Thursday, January 26, 2012

 

  3) Method of Settlement

On the expiration of the Tender Offer Period, the Tender Offeror will, without delay, send notice of the Tender Offer purchases to the addresses of tendering shareholders (in the case of a foreign resident who does not hold a working account with the tender offer agent (including institutional shareholders), to its standing proxy). If electronic delivery of documents has been approved by tendering shareholders on the “Nomura Net & Call” Internet service, the notice will be delivered to them electronically on the Nomura Net & Call Web site (https://nc.nomura.co.jp/).

Purchases will be made in cash. Payment for purchased shares will be made by means of remittance, etc., in accordance with the instructions of tendering shareholders. (Fees may be incurred for remitting payment.)

 

3. Management Policy and Outlook after the Tender Offer

There is no change to the management policy after completion of the Tender Offer from what was previously stated in the Company’s news release on November 25, 2011 titled “Hitachi Chemical Co., Ltd. to Commence Tender Offer for Shares of its Listed Subsidiary, Shin-Kobe Electric Machinery Co., Ltd.”

As of the date hereof, the common stock of the Target Company is listed on the First Section of the Tokyo Stock Exchange and the First Section of the Osaka Securities Exchange Co., Ltd. (“Osaka Securities Exchange”). However, as the Company intends to make the Target Company a wholly-owned subsidiary by executing the relevant procedure to make the Target Company a wholly-owned subsidiary, if such procedure is executed, the Target Company shares will be delisted through the prescribed procedure in accordance with the delisting standards of the Tokyo Stock Exchange and the Osaka Securities Exchange.
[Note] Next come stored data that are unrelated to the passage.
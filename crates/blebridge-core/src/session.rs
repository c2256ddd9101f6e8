//! Per-connection session state
//!
//! A [`Session`] holds the key table, the outbound sequence counter and the
//! handshake state for exactly one physical connection. The server random that
//! keys security flag 5 is only valid for the connection it was negotiated on,
//! so the owner throws the whole session away on every disconnect.

use smallvec::SmallVec;

use crate::crypto::{self, KEY_SIZE};
use crate::frame::{Envelope, Frame};
use crate::{ProtocolError, Result};

// ----------------------------------------------------------------------------
// Constants
// ----------------------------------------------------------------------------

/// Key derived from the login key alone, used for the device info exchange
pub const SECURITY_FLAG_LOGIN: u8 = 4;

/// Key derived from the login key and the server random
pub const SECURITY_FLAG_SESSION: u8 = 5;

/// Number of local key characters that form the login key
pub const LOGIN_KEY_LEN: usize = 6;

/// Fixed size of the pairing payload
pub const PAIR_PAYLOAD_LEN: usize = 44;

/// Size of the device info reply this implementation understands
pub const DEVICE_INFO_LEN: usize = 46;

/// Length of the server random carried in the device info reply
pub const SERVER_RANDOM_LEN: usize = 6;

// ----------------------------------------------------------------------------
// Handshake State
// ----------------------------------------------------------------------------

/// Pairing progress of one session
#[derive(Debug, Clone, Copy, PartialEq, Eq, Hash)]
pub enum HandshakeState {
    /// Fresh session, only the login key is usable
    Unpaired,
    /// Device info request sent
    InfoRequested,
    /// Server random received and the session key derived
    InfoReceived,
    /// Pair request sent
    AwaitingPairAck,
    /// Application commands may be sent
    Paired,
}

// ----------------------------------------------------------------------------
// Device Credentials
// ----------------------------------------------------------------------------

/// Per-device secrets issued by the vendor cloud
#[derive(Clone, PartialEq, Eq)]
pub struct DeviceCredentials {
    uuid: Vec<u8>,
    device_id: Vec<u8>,
    login_key: [u8; LOGIN_KEY_LEN],
}

impl DeviceCredentials {
    /// Validate and build credentials from their string forms
    pub fn new(uuid: &str, device_id: &str, local_key: &str) -> Result<Self> {
        let key_bytes = local_key.as_bytes();
        if !local_key.is_ascii() || key_bytes.len() < LOGIN_KEY_LEN {
            return Err(ProtocolError::InvalidCredentials(format!(
                "local key must be at least {} ASCII characters",
                LOGIN_KEY_LEN
            )));
        }
        if !uuid.is_ascii() || !device_id.is_ascii() {
            return Err(ProtocolError::InvalidCredentials(
                "uuid and device id must be ASCII".into(),
            ));
        }
        let pair_len = uuid.len() + LOGIN_KEY_LEN + device_id.len();
        if pair_len > PAIR_PAYLOAD_LEN {
            return Err(ProtocolError::InvalidCredentials(format!(
                "uuid and device id take {} of {} pairing bytes",
                pair_len, PAIR_PAYLOAD_LEN
            )));
        }

        let mut login_key = [0u8; LOGIN_KEY_LEN];
        login_key.copy_from_slice(&key_bytes[..LOGIN_KEY_LEN]);

        Ok(Self {
            uuid: uuid.as_bytes().to_vec(),
            device_id: device_id.as_bytes().to_vec(),
            login_key,
        })
    }

    /// Login key: the first six characters of the local key
    pub fn login_key(&self) -> &[u8; LOGIN_KEY_LEN] {
        &self.login_key
    }

    /// `uuid ‖ login_key ‖ device_id`, zero-padded to 44 bytes
    pub fn pair_payload(&self) -> Vec<u8> {
        let mut data = Vec::with_capacity(PAIR_PAYLOAD_LEN);
        data.extend_from_slice(&self.uuid);
        data.extend_from_slice(&self.login_key);
        data.extend_from_slice(&self.device_id);
        crypto::pad_to_multiple(&data, PAIR_PAYLOAD_LEN)
    }
}

impl core::fmt::Debug for DeviceCredentials {
    fn fmt(&self, f: &mut core::fmt::Formatter<'_>) -> core::fmt::Result {
        f.debug_struct("DeviceCredentials")
            .field("uuid", &String::from_utf8_lossy(&self.uuid))
            .field("device_id", &String::from_utf8_lossy(&self.device_id))
            .field("login_key", &"<redacted>")
            .finish()
    }
}

// ----------------------------------------------------------------------------
// Device Info
// ----------------------------------------------------------------------------

/// Parsed device info reply
#[derive(Debug, Clone, PartialEq, Eq)]
pub struct DeviceInfo {
    pub device_version: (u8, u8),
    pub protocol_version: (u8, u8),
    pub flag: u8,
    pub is_bound: bool,
    pub server_random: [u8; SERVER_RANDOM_LEN],
    pub hardware_version: (u8, u8),
    pub auth_key: [u8; 32],
}

impl DeviceInfo {
    /// Parse the reply body; devices older than protocol 3 are rejected
    pub fn parse(data: &[u8]) -> Result<Self> {
        if data.len() < DEVICE_INFO_LEN {
            return Err(ProtocolError::malformed(format!(
                "device info needs {} bytes, got {}",
                DEVICE_INFO_LEN,
                data.len()
            )));
        }

        let protocol_version = (data[2], data[3]);
        if protocol_version.0 <= 2 {
            return Err(ProtocolError::UnsupportedVersion {
                major: protocol_version.0,
                minor: protocol_version.1,
            });
        }

        let mut server_random = [0u8; SERVER_RANDOM_LEN];
        server_random.copy_from_slice(&data[6..12]);
        let mut auth_key = [0u8; 32];
        auth_key.copy_from_slice(&data[14..46]);

        Ok(Self {
            device_version: (data[0], data[1]),
            protocol_version,
            flag: data[4],
            is_bound: data[5] != 0,
            server_random,
            hardware_version: (data[12], data[13]),
            auth_key,
        })
    }

    /// Serialize back to the reply layout
    pub fn to_bytes(&self) -> Vec<u8> {
        let mut bytes = Vec::with_capacity(DEVICE_INFO_LEN);
        bytes.extend_from_slice(&[
            self.device_version.0,
            self.device_version.1,
            self.protocol_version.0,
            self.protocol_version.1,
            self.flag,
            u8::from(self.is_bound),
        ]);
        bytes.extend_from_slice(&self.server_random);
        bytes.extend_from_slice(&[self.hardware_version.0, self.hardware_version.1]);
        bytes.extend_from_slice(&self.auth_key);
        bytes
    }
}

// ----------------------------------------------------------------------------
// Session
// ----------------------------------------------------------------------------

/// Key table, sequence counter and handshake state for one connection
#[derive(Debug, Clone)]
pub struct Session {
    login_key: [u8; LOGIN_KEY_LEN],
    keys: SmallVec<[(u8, [u8; KEY_SIZE]); 2]>,
    last_sequence: u32,
    state: HandshakeState,
}

impl Session {
    /// Fresh session; the flag-4 key is available immediately
    pub fn new(login_key: [u8; LOGIN_KEY_LEN]) -> Self {
        let mut keys = SmallVec::new();
        keys.push((SECURITY_FLAG_LOGIN, crypto::md5_concat(&[&login_key])));
        Self {
            login_key,
            keys,
            last_sequence: 0,
            state: HandshakeState::Unpaired,
        }
    }

    /// Session for the given credentials
    pub fn for_credentials(credentials: &DeviceCredentials) -> Self {
        Self::new(*credentials.login_key())
    }

    /// Current handshake state
    pub fn state(&self) -> HandshakeState {
        self.state
    }

    pub(crate) fn set_state(&mut self, state: HandshakeState) {
        self.state = state;
    }

    /// Whether the flag-5 key has been derived
    pub fn has_session_key(&self) -> bool {
        self.keys.iter().any(|(flag, _)| *flag == SECURITY_FLAG_SESSION)
    }

    /// Key for a security flag
    pub fn key(&self, security_flag: u8) -> Result<&[u8; KEY_SIZE]> {
        if let Some((_, key)) = self.keys.iter().find(|(flag, _)| *flag == security_flag) {
            return Ok(key);
        }
        match security_flag {
            SECURITY_FLAG_SESSION => Err(ProtocolError::KeyUnavailable(security_flag)),
            other => Err(ProtocolError::UnknownSecurityFlag(other)),
        }
    }

    /// Derive the flag-5 key as MD5(login_key ‖ server_random)
    pub fn set_server_random(&mut self, server_random: &[u8]) {
        let key = crypto::md5_concat(&[&self.login_key, server_random]);
        self.keys.retain(|(flag, _)| *flag != SECURITY_FLAG_SESSION);
        self.keys.push((SECURITY_FLAG_SESSION, key));
    }

    /// Claim the next outbound sequence number
    pub fn next_sequence(&mut self) -> Result<u32> {
        let next = self
            .last_sequence
            .checked_add(1)
            .ok_or(ProtocolError::SequenceExhausted)?;
        self.last_sequence = next;
        Ok(next)
    }

    /// Build and encrypt an outbound message under `security_flag`
    pub fn seal(&mut self, code: u16, payload: &[u8], security_flag: u8, ack_sequence: u32) -> Result<Vec<u8>> {
        // Resolve the key before burning a sequence number
        let key = *self.key(security_flag)?;
        let frame = Frame::new(self.next_sequence()?, ack_sequence, code, payload.to_vec());
        frame.seal(security_flag, &key)
    }

    /// Decrypt and authenticate a reassembled inbound message
    pub fn open(&self, wire: &[u8]) -> Result<Frame> {
        let envelope = Envelope::parse(wire)?;
        envelope.open(self.key(envelope.security_flag)?)
    }
}

// ----------------------------------------------------------------------------
// Tests
// ----------------------------------------------------------------------------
The details of the procedure to be executed is expected to be announced by the Target Company as soon as it is determined.

 

4. Locations Where Copies of the Tender Offer Report Are Available

Hitachi Chemical Co., Ltd.

1-1, Nishi-Shinjuku 2-chome, Shinjuku-ku, Tokyo

Tokyo Stock Exchange, Inc.

2-1, Nihonbashi Kabutocho, Chuo-ku, Tokyo

Osaka Securities Exchange Co., Ltd.

8-16, Kitahama 1-chome, Chuo-ku, Osaka

 

 

Information contained in this news release, including forward-looking statements, is current as of the date of this press announcement, but may be subject to change without prior notice.